Vendredi 17 octobre 2014, 14h30
Salle de conférence 2B Research Center on Humanities and Social Sciences, (人文社會科學研究中心, bâtiment 31 sur la carte), Academia Sinica
Sylvie Ragueneau
Docteur en Etudes Urbaines de l’EHESS Enseignante-chercheur à l’Université de Fujen (Taipei)
La léproserie de Lesheng 樂生療養院 se présente comme un village au milieu d’un terrain arboré. Il a été initialement aménagé en 1930, au moment de l’administration de l’île par les Japonais, pour isoler les lépreux du reste de la société. La mise au point des médicaments permettant de stopper, puis de guérir la maladie, s’est faite en trois étapes entre 1940 et 1981. Le traitement systématique des malades taïwanais a commencé en 1982. On considère aujourd’hui que la maladie a été quasiment éradiquée du territoire de Taiwan. Pourtant en 2004, plus de 300 personnes vivaient encore dans la soixantaine de maisons et petits bâtiments que comportait le village. Au début des années 2000 deux nouveaux projets vont bouleverser la vie des résidents : l’extension de la ligne de métro accompagnée de la construction d’un dépôt à proximité, et en partie sur le terrain qu’ils occupent, et la construction d’un nouvel hôpital de 8 étages destiné à les accueillir au moment des travaux, permettant ainsi la récupération du terrain pour un aménagement d’ensemble.

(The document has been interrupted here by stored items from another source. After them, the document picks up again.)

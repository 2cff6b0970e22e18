//! Prompts sent to the analysis model
//!
//! - `static_info`: the multi-security static-info comparison prompt
//! - `quote`: the single symbol/price analysis prompt

mod quote;
mod static_info;

pub use quote::{format_price, quote_analysis_prompt, quote_analysis_template};
pub use static_info::{AnalysisPromptOptions, static_info_prompt};
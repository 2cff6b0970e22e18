//! LLM provider trait definition

use crate::{CompletionRequest, CompletionResponse, Result};
use async_trait::async_trait;

/// Trait for LLM providers
///
/// Implementations of this trait provide access to a chat-completion service.
/// The analysis pipeline only depends on this trait, so tests can swap in a
/// canned provider without touching the network.
#[async_trait]
pub trait LLMProvider: Send + Sync {
    /// Generate a completion from the LLM
    ///
    /// # Arguments
    ///
    /// * `request` - The completion request with messages and parameters
    ///
    /// # Returns
    ///
    /// The completion response with the assistant's message and metadata
    async fn complete(&self, request: CompletionRequest) -> Result<CompletionResponse>;

    /// Get the provider name (e.g., "deepseek")
    fn name(&self) -> &str;
}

Les travaux de construction de la ligne de métro commencèrent en 2002 et le nouvel hôpital fut ouvert en 2005, date à laquelle les résidents furent invités à l’intégrer et donc à quitter le village. Ce fut une sorte d’électrochoc. Sur les 300 personnes concernées, une centaine refusa de partir et sut toucher l’opinion publique. La mobilisation qui suivit dépassa même les frontières du pays et provoqua une prise de conscience non seulement au regard des aspects humains de cette question (la cause des résidents devenant une cause humanitaire), mais aussi concernant la dimension patrimoniale de ce lieu de mémoire, témoin de toute une histoire et d’une architecture à caractère exemplaire. Nous verrons au cours de ce séminaire comment les différents enjeux de ce projet ont peu à peu émergé et comment se pose aujourd’hui, au-delà de la question sociale, la question urbanistique, englobant un aspect mémoriel et patrimonial.